She relishes the feeling of lying entangled with him, the sweat still drying on their skin as they drift off in quiet bliss. Some part of her tells her to memorise the feeling, because God knows everything is fragile and she can't afford to take anything for granted.

But she wakes up in the morning and for the first time he's lying there in front of her, watching her through bright and clear blue eyes.

"Morning," he says, and she feels a slow smile spread across her face as she reaches for him. Mission accomplished, she thinks.

But it's pride, of course, which must necessarily be followed by a fall.

He sleeps beside her tentatively for a week, then two. But on an otherwise innocuous Monday night he goes to bed with a lot on his mind and she's lying on her side just a bit too close to him.

It's none so bad as that awful night in the hotel, marked out in her memory as perhaps the lowest point she can remember. But he wakes from a nightmare thrashing and fighting and it takes him minutes to realise that she's staring up at him from the floor with all the wind knocked out of her lungs.

"We'll get crash mats," she says bracingly, once he's got past the moment of utter horror and she's picked herself up and dusted off. But whatever line she takes, he knows it's not going to stop him tearing himself up over this.

They're sitting up in bed and he's devastated, and he wants to go back to the spare room immediately but she's managed to persuade him to just stay with her until the moment of shock and fear has passed, knowing it would be disastrous to let this balloon up in his mind alone in the spare room.

"I could have really hurt you," he says, sounding halfway to tears and more than halfway to fury.

"Don't be absurd, I'm not that old," she says.
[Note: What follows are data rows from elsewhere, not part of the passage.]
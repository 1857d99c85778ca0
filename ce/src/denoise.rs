//! Connected-component denoising.
//!
//! Compression artifacts and color bleed from the game world put plenty of
//! stray pixels inside the HSV bands. A blob survives only if it
//! 1. has plausible glyph geometry,
//! 2. sits on the darkened chat backdrop (shadow field), and
//! 3. is an anchor (a co-linear neighbor or a bracket profile) or lies next
//!    to one (punctuation rescue).

use std::collections::HashSet;

use image::{GrayImage, Luma};
use imageproc::distance_transform::Norm;
use imageproc::morphology::dilate;
use imageproc::region_labelling::{connected_components, Connectivity};

use crate::image::{Image, Rect};
use crate::mask::MASK_ON;
use crate::tuning::Tuning;

/// A connected component of a binary mask.
#[derive(Debug, Clone, Copy)]
pub struct Blob {
    pub label: u32,
    pub bounds: Rect,
    pub area: u32,
}

/// Label 8-connected components and collect their bounding boxes and areas.
pub fn label_blobs(mask: &GrayImage) -> (image::ImageBuffer<Luma<u32>, Vec<u32>>, Vec<Blob>) {
    let labels = connected_components(mask, Connectivity::Eight, Luma([0u8]));

    // label -> (min_x, min_y, max_x, max_y, area)
    let mut extents: Vec<(u32, (u32, u32, u32, u32, u32))> = Vec::new();
    for (x, y, p) in labels.enumerate_pixels() {
        let label = p.0[0];
        if label == 0 {
            continue;
        }
        match extents.iter_mut().find(|(l, _)| *l == label) {
            Some((_, e)) => {
                e.0 = e.0.min(x);
                e.1 = e.1.min(y);
                e.2 = e.2.max(x);
                e.3 = e.3.max(y);
                e.4 += 1;
            }
            None => extents.push((label, (x, y, x, y, 1))),
        }
    }

    let blobs = extents
        .into_iter()
        .map(|(label, (min_x, min_y, max_x, max_y, area))| Blob {
            label,
            bounds: Rect {
                x: min_x,
                y: min_y,
                w: max_x - min_x + 1,
                h: max_y - min_y + 1,
            },
            area,
        })
        .collect();

    (labels, blobs)
}

/// Dilated mask of low-brightness pixels.
///
/// Real chat glyphs sit on a darkened backdrop panel; the field is only a
/// validation signal, never text pixels itself.
pub fn shadow_field(image: Image, tuning: &Tuning) -> GrayImage {
    let mut field = GrayImage::new(image.width(), image.height());
    for y in 0..image.height() {
        for x in 0..image.width() {
            if image.pixel(x, y).to_hsv().v <= tuning.shadow_value_max {
                field.put_pixel(x, y, Luma([MASK_ON]));
            }
        }
    }
    if tuning.shadow_dilation > 0 {
        field = dilate(&field, Norm::LInf, tuning.shadow_dilation);
    }
    field
}

/// Whether any pixel of `bounds` lies in the shadow field.
pub fn touches_shadow(shadow: &GrayImage, bounds: Rect) -> bool {
    let x2 = bounds.right().min(shadow.width());
    let y2 = bounds.bottom().min(shadow.height());
    for y in bounds.y..y2 {
        for x in bounds.x..x2 {
            if shadow.get_pixel(x, y).0[0] > 0 {
                return true;
            }
        }
    }
    false
}

/// Whether a blob has plausible glyph geometry.
pub fn plausible_glyph(blob: &Blob, tuning: &Tuning) -> bool {
    (tuning.min_glyph_height..=tuning.max_glyph_height).contains(&blob.bounds.h)
        && (tuning.min_blob_area..=tuning.max_blob_area).contains(&blob.area)
}

fn is_anchor(blob: &Blob, candidates: &[Blob], tuning: &Tuning) -> bool {
    // Bracket glyphs ("[", "]", "|") are thin and tall and often have no
    // baseline-mate close enough.
    if blob.bounds.h >= tuning.bracket_min_height && blob.bounds.w * 2 <= blob.bounds.h {
        return true;
    }

    candidates.iter().any(|other| {
        other.label != blob.label
            && other.bounds.bottom().abs_diff(blob.bounds.bottom()) <= tuning.baseline_tolerance
            && other.bounds.h_gap(&blob.bounds) <= tuning.anchor_gap
    })
}

fn near_anchor(blob: &Blob, anchors: &[Blob], tuning: &Tuning) -> bool {
    anchors.iter().any(|anchor| {
        anchor.bounds.v_gap(&blob.bounds) <= tuning.rescue_dy
            && anchor.bounds.h_gap(&blob.bounds) <= tuning.rescue_dx
    })
}

/// Zero out every component of `mask` that fails the admission filters.
pub fn clean_mask(mask: &GrayImage, shadow: &GrayImage, tuning: &Tuning) -> GrayImage {
    let (labels, blobs) = label_blobs(mask);

    let candidates: Vec<Blob> = blobs
        .into_iter()
        .filter(|b| plausible_glyph(b, tuning))
        .filter(|b| touches_shadow(shadow, b.bounds))
        .collect();

    let (anchors, strays): (Vec<Blob>, Vec<Blob>) = candidates
        .iter()
        .copied()
        .partition(|b| is_anchor(b, &candidates, tuning));

    let mut kept: HashSet<u32> = anchors.iter().map(|b| b.label).collect();
    // Rescue punctuation that fails the neighbor test alone but belongs to an
    // anchored word.
    kept.extend(
        strays
            .iter()
            .filter(|b| near_anchor(b, &anchors, tuning))
            .map(|b| b.label),
    );

    let mut out = mask.clone();
    for (x, y, p) in out.enumerate_pixels_mut() {
        if p.0[0] > 0 && !kept.contains(&labels.get_pixel(x, y).0[0]) {
            p.0[0] = 0;
        }
    }
    out
}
He looks at her with deathly anguish and she gives up on humour.

"David, we always knew there would be setbacks. But this isn't a reason to give up."

"What happens if the next time I've got my hands around your throat and you can't wake me up?" He says angrily, his fists curling and uncurling erratically.

"What if tomorrow I get sepsis and die?" She says flippantly. "I'm not afraid of sleeping next to you, David. You haven't had a night like that in months."

It's not enough though and he sleeps in the spare room for the rest of the week. She's frustrated, and tired, and she wants so much for it to be easier for him that it turns into a physical ache.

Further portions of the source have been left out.